I’m still preaching through the 1689 confession. In last Sunday afternoon’s message I focused on the statement which affirms God is working all things according to the counsel of His own immutable and most righteous will, for His own glory (chapter 2, “Of God and Of the Holy Trinity, paragraph one). Here are my notes from the meditation on the concept of God working out his will in “all things”:
Last week I read the essay by the Reformed philosopher Gordon H. Clark on “God and Evil” in his book Religion, Reason and Revelation (see this book note). In that essay Clark cites a liberal professor (Georgia Harkness) who was celebrating what she saw, in the early twentieth century, as the decline and demise of Calvinism:
But not many, even of the most rigorous of Calvinists would now say that if a man gets drunk and shoots his family it is the will of God that he should do so!
To which Clark replies:
I wish very frankly and pointedly to assert that if a man gets drunk and shoots his family, it was the will of God that he should do so.
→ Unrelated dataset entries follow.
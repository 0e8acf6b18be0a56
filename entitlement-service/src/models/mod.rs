//! Domain models for entitlement-service.

mod account;
mod period;
mod plan;
mod sweep;
mod transaction;
mod usage;

pub use account::{Account, CreateAccount};
pub use period::{BillingPeriod, CreatePeriod, LapsingPeriod, PaymentMethod, PeriodStatus};
pub use plan::Plan;
pub use sweep::{SweepAccountError, SweepOutcome, SweepRun, SweepSummary};
pub use transaction::{CreateTransaction, TransactionRecord, TransactionStatus};
pub use usage::{UsageContext, UsageLogEntry};
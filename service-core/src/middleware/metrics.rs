use axum::{extract::Request, middleware::Next, response::Response};
use metrics::{counter, histogram};
use std::time::Instant;

pub async fn metrics_middleware(req: Request, next: Next) -> Response {
    let start = Instant::now();
    let method = req.method().to_string();
    let path = req.uri().path().to_string();

    let response = next.run(req).await;

    let duration = start.elapsed();
    let status = response.status().as_u16().to_string();

    let labels = [("method", method), ("path", path), ("status", status)];

    counter!("http_requests_total", &labels).increment(1);
    histogram!("http_request_duration_seconds", &labels).record(duration.as_secs_f64());

    response
}
//! Configuration for entitlement-service.

use anyhow::Result;
use dotenvy::dotenv;
use secrecy::Secret;
use serde::Deserialize;
use service_core::config::Config as CoreConfig;
use std::env;

#[derive(Debug, Clone)]
pub struct EntitlementConfig {
    pub common: CoreConfig,
    pub service_name: String,
    pub log_level: String,
    pub otlp_endpoint: Option<String>,
    pub database: DatabaseConfig,
    pub sweep: SweepConfig,
    pub gateway: GatewayConfig,
    pub notifier: NotifierConfig,
}

#[derive(Debug, Clone, Deserialize)]
pub struct DatabaseConfig {
    pub url: String,
    pub max_connections: u32,
    pub min_connections: u32,
}

#[derive(Debug, Clone)]
pub struct SweepConfig {
    /// Shared secret required on the sweep trigger endpoints.
    pub shared_secret: Secret<String>,
    /// Fixed UTC offset the billing calendar is evaluated in, e.g. "+09:00".
    pub billing_utc_offset: String,
}

#[derive(Debug, Clone)]
pub struct GatewayConfig {
    pub api_base_url: String,
    pub key_id: String,
    pub key_secret: Secret<String>,
    /// Gateway calls must not hang the sweep; expiry is a transport failure.
    pub timeout_secs: u64,
}

#[derive(Debug, Clone)]
pub struct NotifierConfig {
    /// Notification collaborator base URL; unset disables delivery.
    pub url: Option<String>,
}

impl EntitlementConfig {
    pub fn from_env() -> Result<Self> {
        dotenv().ok();

        // Port comes through the shared loader (APP__PORT or the optional
        // configuration file).
        let common = CoreConfig::load()?;

        let database_url =
            env::var("ENTITLEMENT_DATABASE_URL").expect("ENTITLEMENT_DATABASE_URL must be set");
        let max_connections = env::var("ENTITLEMENT_DB_MAX_CONNECTIONS")
            .unwrap_or_else(|_| "10".to_string())
            .parse()?;
        let min_connections = env::var("ENTITLEMENT_DB_MIN_CONNECTIONS")
            .unwrap_or_else(|_| "1".to_string())
            .parse()?;

        let shared_secret =
            env::var("ENTITLEMENT_SWEEP_SECRET").expect("ENTITLEMENT_SWEEP_SECRET must be set");
        let billing_utc_offset =
            env::var("ENTITLEMENT_BILLING_UTC_OFFSET").unwrap_or_else(|_| "+09:00".to_string());

        let gateway_base_url = env::var("ENTITLEMENT_GATEWAY_URL")
            .unwrap_or_else(|_| "https://api.gateway.example.com".to_string());
        let gateway_key_id = env::var("ENTITLEMENT_GATEWAY_KEY_ID").unwrap_or_default();
        let gateway_key_secret = env::var("ENTITLEMENT_GATEWAY_KEY_SECRET").unwrap_or_default();
        let gateway_timeout_secs = env::var("ENTITLEMENT_GATEWAY_TIMEOUT_SECS")
            .unwrap_or_else(|_| "30".to_string())
            .parse()?;

        let notifier_url = env::var("ENTITLEMENT_NOTIFICATION_URL").ok();

        let log_level = env::var("ENTITLEMENT_LOG_LEVEL").unwrap_or_else(|_| "info".to_string());
        let otlp_endpoint = env::var("ENTITLEMENT_OTLP_ENDPOINT").ok();

        Ok(Self {
            common,
            service_name: "entitlement-service".to_string(),
            log_level,
            otlp_endpoint,
            database: DatabaseConfig {
                url: database_url,
                max_connections,
                min_connections,
            },
            sweep: SweepConfig {
                shared_secret: Secret::new(shared_secret),
                billing_utc_offset,
            },
            gateway: GatewayConfig {
                api_base_url: gateway_base_url,
                key_id: gateway_key_id,
                key_secret: Secret::new(gateway_key_secret),
                timeout_secs: gateway_timeout_secs,
            },
            notifier: NotifierConfig { url: notifier_url },
        })
    }
}
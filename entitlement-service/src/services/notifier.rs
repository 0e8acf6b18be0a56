//! Best-effort delivery of renewal notifications.
//!
//! Notification failures never fail the renewal itself; the ledger is the
//! source of truth and the notifier only reports on it.

use chrono::NaiveDate;
use reqwest::Client;
use serde::Serialize;
use std::time::Duration;
use tracing::{info, instrument, warn};
use uuid::Uuid;

use crate::config::NotifierConfig;
use crate::services::metrics::record_notification;

#[derive(Debug, Serialize)]
struct RenewalNotice<'a> {
    account_id: Uuid,
    email: &'a str,
    kind: &'a str,
    plan_name: &'a str,
    #[serde(skip_serializing_if = "Option::is_none")]
    new_end_date: Option<NaiveDate>,
    #[serde(skip_serializing_if = "Option::is_none")]
    end_date: Option<NaiveDate>,
    #[serde(skip_serializing_if = "Option::is_none")]
    days_remaining: Option<i64>,
}

#[derive(Clone)]
pub struct Notifier {
    client: Client,
    url: Option<String>,
}

impl Notifier {
    pub fn new(config: &NotifierConfig) -> Self {
        let client = Client::builder()
            .timeout(Duration::from_secs(10))
            .build()
            .unwrap_or_default();

        Self {
            client,
            url: config.url.clone(),
        }
    }

    /// Tell the account holder their subscription renewed.
    #[instrument(skip(self, email), fields(account_id = %account_id))]
    pub async fn notify_renewal_success(
        &self,
        account_id: Uuid,
        email: &str,
        plan_name: &str,
        new_end_date: NaiveDate,
    ) {
        self.deliver(
            "renewal_success",
            &RenewalNotice {
                account_id,
                email,
                kind: "renewal_success",
                plan_name,
                new_end_date: Some(new_end_date),
                end_date: None,
                days_remaining: None,
            },
        )
        .await;
    }

    /// Tell the account holder a renewal charge failed and action is needed.
    #[instrument(skip(self, email), fields(account_id = %account_id))]
    pub async fn notify_renewal_failure(&self, account_id: Uuid, email: &str, plan_name: &str) {
        self.deliver(
            "renewal_failure",
            &RenewalNotice {
                account_id,
                email,
                kind: "renewal_failure",
                plan_name,
                new_end_date: None,
                end_date: None,
                days_remaining: None,
            },
        )
        .await;
    }

    /// Remind the account holder their entitlement lapses soon.
    #[instrument(skip(self, email), fields(account_id = %account_id))]
    pub async fn notify_renewal_reminder(
        &self,
        account_id: Uuid,
        email: &str,
        plan_name: &str,
        end_date: NaiveDate,
        days_remaining: i64,
    ) {
        self.deliver(
            "renewal_reminder",
            &RenewalNotice {
                account_id,
                email,
                kind: "renewal_reminder",
                plan_name,
                new_end_date: None,
                end_date: Some(end_date),
                days_remaining: Some(days_remaining),
            },
        )
        .await;
    }

    async fn deliver(&self, kind: &str, notice: &RenewalNotice<'_>) {
        let Some(url) = &self.url else {
            record_notification(kind, "disabled");
            return;
        };

        let endpoint = format!("{}/notifications", url);
        match self.client.post(&endpoint).json(notice).send().await {
            Ok(response) if response.status().is_success() => {
                record_notification(kind, "delivered");
                info!(account_id = %notice.account_id, kind = kind, "Notification delivered");
            }
            Ok(response) => {
                record_notification(kind, "rejected");
                warn!(
                    account_id = %notice.account_id,
                    kind = kind,
                    status = %response.status(),
                    "Notification rejected"
                );
            }
            Err(e) => {
                record_notification(kind, "failed");
                warn!(
                    account_id = %notice.account_id,
                    kind = kind,
                    error = %e,
                    "Notification delivery failed"
                );
            }
        }
    }
}
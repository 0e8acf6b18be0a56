//! Entitlement Service entry point.

use entitlement_service::config::EntitlementConfig;
use entitlement_service::services::metrics::init_metrics;
use entitlement_service::startup::Application;

use service_core::observability::init_tracing;
use tokio::signal;

async fn shutdown_signal() {
    let ctrl_c = async {
        signal::ctrl_c()
            .await
            .expect("Failed to install Ctrl+C handler");
    };

    #[cfg(unix)]
    let terminate = async {
        signal::unix::signal(signal::unix::SignalKind::terminate())
            .expect("Failed to install SIGTERM handler")
            .recv()
            .await;
    };

    #[cfg(not(unix))]
    let terminate = std::future::pending::<()>();

    tokio::select! {
        _ = ctrl_c => {},
        _ = terminate => {},
    }

    tracing::info!("Shutdown signal received, starting graceful shutdown");
}

#[tokio::main]
async fn main() -> std::io::Result<()> {
    let config = EntitlementConfig::from_env().map_err(|e| {
        eprintln!("Failed to load configuration: {}", e);
        std::io::Error::other(format!("Configuration error: {}", e))
    })?;

    init_tracing(
        &config.service_name,
        &config.log_level,
        config.otlp_endpoint.as_deref(),
    );

    tracing::info!(
        version = env!("CARGO_PKG_VERSION"),
        "Starting entitlement-service"
    );

    init_metrics();

    tracing::info!(
        service_name = %config.service_name,
        port = %config.common.port,
        db_max_connections = %config.database.max_connections,
        db_min_connections = %config.database.min_connections,
        billing_utc_offset = %config.sweep.billing_utc_offset,
        gateway_url = %config.gateway.api_base_url,
        "Configuration loaded"
    );

    let app = Application::build(config).await.map_err(|e| {
        tracing::error!(error = %e, "Failed to build application");
        std::io::Error::other(format!("Application build error: {}", e))
    })?;

    tokio::select! {
        result = app.run_until_stopped() => {
            if let Err(e) = result {
                tracing::error!(error = %e, "Application error");
                return Err(e);
            }
        }
        _ = shutdown_signal() => {
            tracing::info!("Graceful shutdown initiated");
        }
    }

    tracing::info!("Service shutdown complete");
    Ok(())
}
The Scriptures leave no room for doubt … that it was God’s plan for Herod, Pilate, and the Jews to crucify Christ. In Ephesians 1:11 Paul tells us that God works all things, not some things only, after the counsel of his own will. This is essential to the doctrine of creation. Before the world was made, God knew everything that was to happen; with this knowledge he willed that these things come to pass. Only if God has been willing , could this world or any world, in all its details, have been brought into existence (, p. 221).